Metro Weekly

Album review: Star-Crossed by Kacey Musgraves

Kacey Musgraves turns her own narrative on its head on her beautifully unsettling divorce album

Kacey Musgraves -- Photo: Sophia Matnazad
Kacey Musgraves — Photo: Sophia Matnazad

Early in her new album, Kacey Musgraves delivers one of the most jarring moments of her career — “God help me be a good wife,” she pleads on the second track, marking a sharp departure from the breezy, casually convention-defying tone of most of her work up until this point.

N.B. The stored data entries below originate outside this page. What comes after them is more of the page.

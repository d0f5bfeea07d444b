//! Pre-aggregation row filters.
//!
//! A filter set maps column names to conditions; conditions compose by logical AND and conditions
//! on columns the table does not have are skipped.
//!
//! Wire form, one entry per column:
//!
//! ```json
//! {
//!   "sales":  { "type": "range", "min": 10, "max": 100 },
//!   "region": { "type": "equals", "value": "North" },
//!   "year":   { "type": "in", "value": [2023, 2024] }
//! }
//! ```
//!
//! `type` defaults to `equals`. An `equals` without a value and an `in` with an empty list keep
//! every row.

use std::cmp::Ordering;
use std::collections::BTreeMap;

use serde::Deserialize;

use crate::types::{Table, Value};

/// Column name → condition.
pub type FilterSet = BTreeMap<String, FilterCondition>;

/// A condition on one column's cells. Null cells never match a bound or a value.
#[derive(Debug, Clone, PartialEq, Deserialize)]
#[serde(try_from = "RawCondition")]
pub enum FilterCondition {
    /// Inclusive bounds; a missing bound is unbounded. Without bounds every row passes.
    Range { min: Option<Value>, max: Option<Value> },
    Equals { value: Option<Value> },
    In { values: Vec<Value> },
}

#[derive(Deserialize)]
struct RawCondition {
    #[serde(rename = "type", default)]
    kind: Option<String>,
    #[serde(default)]
    value: Option<serde_json::Value>,
    #[serde(default)]
    min: Option<Value>,
    #[serde(default)]
    max: Option<Value>,
}

impl TryFrom<RawCondition> for FilterCondition {
    type Error = String;

    fn try_from(raw: RawCondition) -> Result<Self, Self::Error> {
        let scalar = |v: serde_json::Value| Value::deserialize(v).map_err(|e| e.to_string());
        match raw.kind.as_deref().unwrap_or("equals") {
            "range" => Ok(Self::Range {
                min: raw.min.filter(|v| !v.is_null()),
                max: raw.max.filter(|v| !v.is_null()),
            }),
            "equals" => Ok(Self::Equals {
                value: raw.value.map(scalar).transpose()?.filter(|v| !v.is_null()),
            }),
            "in" => {
                let values = match raw.value {
                    None | Some(serde_json::Value::Null) => Vec::new(),
                    Some(serde_json::Value::Array(items)) => {
                        items.into_iter().map(scalar).collect::<Result<_, _>>()?
                    }
                    Some(other) => return Err(format!("`in` filter expects a list, got {other}")),
                };
                Ok(Self::In { values })
            }
            other => Err(format!("unknown filter type `{other}`")),
        }
    }
}

impl FilterCondition {
    /// `true` if `cell` passes.
    pub fn matches(&self, cell: &Value) -> bool {
        match self {
            Self::Range { min, max } => {
                let above = min.as_ref().is_none_or(|m| {
                    matches!(cell.loose_cmp(m), Some(Ordering::Greater | Ordering::Equal))
                });
                let below = max.as_ref().is_none_or(|m| {
                    matches!(cell.loose_cmp(m), Some(Ordering::Less | Ordering::Equal))
                });
                above && below
            }
            Self::Equals { value: None } => true,
            Self::Equals { value: Some(v) } => cell.loose_eq(v),
            Self::In { values } if values.is_empty() => true,
            Self::In { values } => values.iter().any(|v| cell.loose_eq(v)),
        }
    }
}

/// Keep the rows of `table` that satisfy every condition, in their original order.
pub fn apply_filters(table: &Table, filters: &FilterSet) -> Table {
    let active: Vec<(usize, &FilterCondition)> = filters
        .iter()
        .filter_map(|(column, cond)| match table.index_of(column) {
            Some(idx) => Some((idx, cond)),
            None => {
                tracing::debug!(column = %column, "filter on unknown column skipped");
                None
            }
        })
        .collect();
    if active.is_empty() {
        return table.clone();
    }

    table.filter_rows(|row| active.iter().all(|(idx, cond)| cond.matches(&row[*idx])))
}

#[cfg(test)]
mod tests {
    use super::*;

    fn sample() -> Table {
        let rows = [("A", 10), ("A", 20), ("B", 30), ("C", 40)]
            .iter()
            .map(|(r, s)| vec![Value::Utf8(r.to_string()), Value::Int64(*s)])
            .chain([vec![Value::Null, Value::Null]])
            .collect();
        Table::new(vec!["region".into(), "sales".into()], rows)
    }

    fn parse(json: &str) -> FilterSet {
        serde_json::from_str(json).unwrap()
    }

    #[test]
    fn range_is_inclusive() {
        let filters = parse(r#"{"sales": {"type": "range", "min": 20, "max": 30.0}}"#);
        let out = apply_filters(&sample(), &filters);
        assert_eq!(
            out.column_values(1).cloned().collect::<Vec<_>>(),
            vec![Value::Int64(20), Value::Int64(30)]
        );
    }

    #[test]
    fn half_open_range() {
        let out = apply_filters(&sample(), &parse(r#"{"sales": {"type": "range", "min": 25}}"#));
        assert_eq!(out.row_count(), 2);
    }

    #[test]
    fn equals_defaults_and_is_idempotent() {
        let filters = parse(r#"{"region": {"value": "A"}}"#);
        let once = apply_filters(&sample(), &filters);
        let twice = apply_filters(&once, &filters);
        assert_eq!(once.row_count(), 2);
        assert_eq!(once, twice);
    }

    #[test]
    fn in_membership_and_and_composition() {
        let filters = parse(
            r#"{"region": {"type": "in", "value": ["A", "B"]},
                "sales": {"type": "range", "max": 15}}"#,
        );
        let out = apply_filters(&sample(), &filters);
        assert_eq!(out.rows, vec![vec![Value::Utf8("A".into()), Value::Int64(10)]]);
    }

    #[test]
    fn no_op_conditions_and_unknown_columns() {
        let t = sample();
        let filters = parse(r#"{"region": {"type": "equals", "value": null}}"#);
        assert_eq!(apply_filters(&t, &filters), t);
        assert_eq!(apply_filters(&t, &parse(r#"{"region": {"type": "in", "value": []}}"#)), t);
        assert_eq!(apply_filters(&t, &parse(r#"{"nope": {"type": "equals", "value": 1}}"#)), t);
    }

    #[test]
    fn numeric_equality_crosses_int_and_float() {
        let out = apply_filters(&sample(), &parse(r#"{"sales": {"value": 30.0}}"#));
        assert_eq!(out.row_count(), 1);
    }

    #[test]
    fn type_mismatch_never_matches() {
        let out = apply_filters(&sample(), &parse(r#"{"sales": {"value": "30"}}"#));
        assert_eq!(out.row_count(), 0);
    }

    #[test]
    fn unknown_type_is_rejected() {
        let unknown = r#"{"a": {"type": "like", "value": "x"}}"#;
        assert!(serde_json::from_str::<FilterSet>(unknown).is_err());
        assert!(serde_json::from_str::<FilterSet>(r#"{"a": {"type": "in", "value": 3}}"#).is_err());
    }
}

Her own take on the divorce album, a time-honored country staple, finds her reflecting on the deep reverberating effects of the breakdown of her marriage.

Star-Crossed (★★★☆☆) is a testament to what we all find out at some point, that the end of a long relationship is even more emotionally complex and messy than we expect. “Justified” sits in the uncomfortable, uncertain middle ground of a dead relationship whose feelings refuse to die with it. That complexity rears its head many times, such as when we find her indulging the almost painfully happy memories she holds onto in the heartbreaking “Camera Roll.” “Hookup Scene” even finds her wallowing in a moment of regret as she sings through the struggle of trying to find the same kind of intimacy that she experienced with her former partner.

Despite her sober, reflective headspace towards her marriage and its collapse, Musgraves allows herself to indulge in some spite in the album’s second act. “Breadwinner” is a scathing and pointed indictment of the kind of lover who “wants your shimmer,” warning against petty men who hitch themselves to partners whose coattails they can ride. Towards the end of the album, “What Doesn’t Kill Me” finds her rediscovering a defiant inner strength. Having expressed and dealt with the complexity of the grief, spite, longing, and self-pity swirling around her head in the aftermath of the separation, she has come to something like a resolution, or at least a way forward, putting a cap on it with a pair of hopeful tracks, “There is a Light” and “Gracias a la Vida.”

Right to her plaintive signoff at the end of “Gracias,” her emotional journey is saturated with melodramatic instrumentation, giving even the more low-key songs a sense of excess that, in fairness, sometimes works out well. The album gets off to a remarkable start with its gorgeously cinematic title track, dripping with reverb and classical guitar, and “Justified” manages to bring together its shimmering synths and guitars together in perfect balance. Apart from a handful of moments, though, Star-Crossed regrettably comes off as dogged by excessive production, trying to do too many things at once in the service of lending it the sheen and drama of an old Hollywood romance.

The wounded, disillusioned artist we meet on Star-Crossed sounds almost like a different person from the force behind 2019’s Golden Hour, something that she outright calls attention to in the lyrics, “When I’ve been to hell and back/Golden hour faded black.” This time Kacey Musgraves remains laser-focused on the end of her marriage, and in that sense, it would be almost unfair to compare this album to its breezy, optimistic predecessor. While imperfect, Star-Crossed succeeds on its own terms as a record of a relationship that has fallen apart and a meditation on the emotional fallout that follows.